I woke up in the recovery room about an hour and a half later. My pump wasn't attached to me however, I'm not exactly sure what happened in terms of my insulin during the operation...I had it on at first but who knows why they disconnected it. Regardless, my blood sugars were perfect during the operation. The surgery was an emotional roller coaster really. Throwing up blood when I first woke up was not nice at all, and being practically forced to eat a dry jacket potato really was hideous, I couldn't swallow properly because my uvula (that thing that hangs down in the back of your throat) had ballooned 3x it's normal size and so swallowing food meant swallowing my uvula at the same time. My throat was also very dry, and I believe it was still waking up from the anaesthetic to be honest, I had to swallow twice because my swallowing mechanism just wasn't strong enough. I left the hospital at about 4:00pm that same day.

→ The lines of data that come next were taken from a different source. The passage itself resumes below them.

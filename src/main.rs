//! Newsdesk Backend
//!
//! REST backend for a gaming-news outlet: an in-memory article store with filtering,
//! a passphrase-gated admin surface and AI-assisted content generation.

mod admin;
mod api;
mod auth;
mod config;
mod errors;
mod gateway;
mod models;
mod search;
mod store;

use std::sync::Arc;

use axum::{
    extract::DefaultBodyLimit,
    middleware,
    routing::{get, post, put},
    Router,
};
use tower_http::cors::{Any, CorsLayer};
use tower_http::trace::TraceLayer;
use tracing_subscriber::{layer::SubscriberExt, util::SubscriberInitExt, EnvFilter};

use config::Config;
use gateway::{ContentGateway, GeminiClient, GenerativeModel, ImageEndpoint, UnconfiguredModel};
use store::Repository;

/// Largest accepted image upload.
const MAX_UPLOAD_BYTES: usize = 10 * 1024 * 1024;

/// Application state shared across all handlers.
#[derive(Clone)]
pub struct AppState {
    pub repo: Arc<Repository>,
    pub gateway: Arc<ContentGateway>,
    pub config: Arc<Config>,
}

#[tokio::main]
async fn main() -> Result<(), Box<dyn std::error::Error>> {
    // Load configuration
    let config = Config::from_env();

    // Initialize logging
    let env_filter =
        EnvFilter::try_from_default_env().unwrap_or_else(|_| EnvFilter::new(&config.log_level));

    tracing_subscriber::registry()
        .with(env_filter)
        .with(tracing_subscriber::fmt::layer())
        .init();

    tracing::info!("Starting Newsdesk Backend");
    tracing::info!("Bind address: {}", config.bind_addr);

    // Warn if the admin passphrase is not configured
    if config.admin_passphrase.is_none() {
        tracing::warn!(
            "No admin passphrase configured (NEWSDESK_ADMIN_PASSPHRASE). Admin routes are open!"
        );
    }

    let repo = Arc::new(store::init_repository(config.seed_demo));
    let gateway = Arc::new(build_gateway(&config)?);
    tracing::info!("Content gateway using model: {}", gateway.model_name());

    // Create application state
    let state = AppState {
        repo,
        gateway,
        config: Arc::new(config.clone()),
    };

    // Build router
    let app = create_router(state);

    // Start server
    let listener = tokio::net::TcpListener::bind(&config.bind_addr).await?;
    tracing::info!("Server listening on {}", config.bind_addr);

    axum::serve(listener, app).await?;

    Ok(())
}

/// Wire the generative model and image endpoint into a gateway.
///
/// Without an API key the gateway still starts; every generation call then fails.
fn build_gateway(config: &Config) -> Result<ContentGateway, gateway::GatewayError> {
    let model: Arc<dyn GenerativeModel> = match &config.gemini_api_key {
        Some(_) => Arc::new(GeminiClient::new(
            config.gemini_api_key.clone(),
            config.gemini_base_url.as_str(),
            config.gemini_model.as_str(),
            config.gateway_timeout,
        )?),
        None => {
            tracing::warn!(
                "No Gemini API key configured (NEWSDESK_GEMINI_API_KEY). Content generation is disabled!"
            );
            Arc::new(UnconfiguredModel)
        }
    };

    Ok(ContentGateway::new(
        model,
        ImageEndpoint::new(&config.image_endpoint)?,
        config.source_label.as_str(),
        config.date_format.as_str(),
    ))
}

/// Create the application router with all routes.
pub fn create_router(state: AppState) -> Router {
    // CORS configuration
    let cors = CorsLayer::new()
        .allow_origin(Any)
        .allow_methods(Any)
        .allow_headers(Any);

    // Clone passphrase for the auth layer
    let passphrase = state.config.admin_passphrase.clone();

    // Admin routes
    let admin_routes = Router::new()
        .route("/stats", get(api::get_stats))
        .route("/articles", post(api::create_article))
        .route(
            "/articles/{id}",
            put(api::update_article).delete(api::delete_article),
        )
        .route("/generate", post(api::generate_news))
        .route("/search", post(api::search_latest))
        .route("/import", post(api::import_feed))
        .route("/review-assist", post(api::review_assist))
        .route(
            "/images",
            post(api::upload_image).layer(DefaultBodyLimit::max(MAX_UPLOAD_BYTES)),
        )
        .route("/image-search", get(api::image_search))
        // Apply admin auth middleware
        .layer(middleware::from_fn(move |req, next| {
            auth::admin_auth_layer(passphrase.clone(), req, next)
        }));

    // Public routes
    let api_routes = Router::new()
        .route("/articles", get(api::list_articles))
        .route("/articles/{id}", get(api::get_article))
        .route("/categories", get(api::list_categories))
        .route("/community/games", get(api::list_games))
        .route("/community/games/{id}/vote", post(api::vote))
        // Login check sits outside the gate
        .route("/admin/session", post(api::create_session))
        .nest("/admin", admin_routes);

    // Health check (no auth required)
    let health_routes = Router::new().route("/health", get(health_check));

    Router::new()
        .nest("/api", api_routes)
        .merge(health_routes)
        .layer(cors)
        .layer(TraceLayer::new_for_http())
        .with_state(state)
}

/// Health check endpoint.
async fn health_check() -> &'static str {
    "OK"
}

And the recovery process started! My blood sugars were amazing for the 2 weeks that I've been recovering. It was hard on the days where my throat was especially painful because my blood sugars really hovered on the lower side and I went low on a couple of occasions and the last thing I wanted to do was eat anything. Drinking fizzy drinks like lucozade wasn't an option either because it would have burned my throat, the same went for apple juice etc. Thank goodness for Twister ice lollies! Also, thank goodness 1 million times over for my wonderful mum, she helped me so much and she is just brilliant in every way!

I'm incredibly glad that it is over, and that my throat is beginning to feel and look like a normal throat again.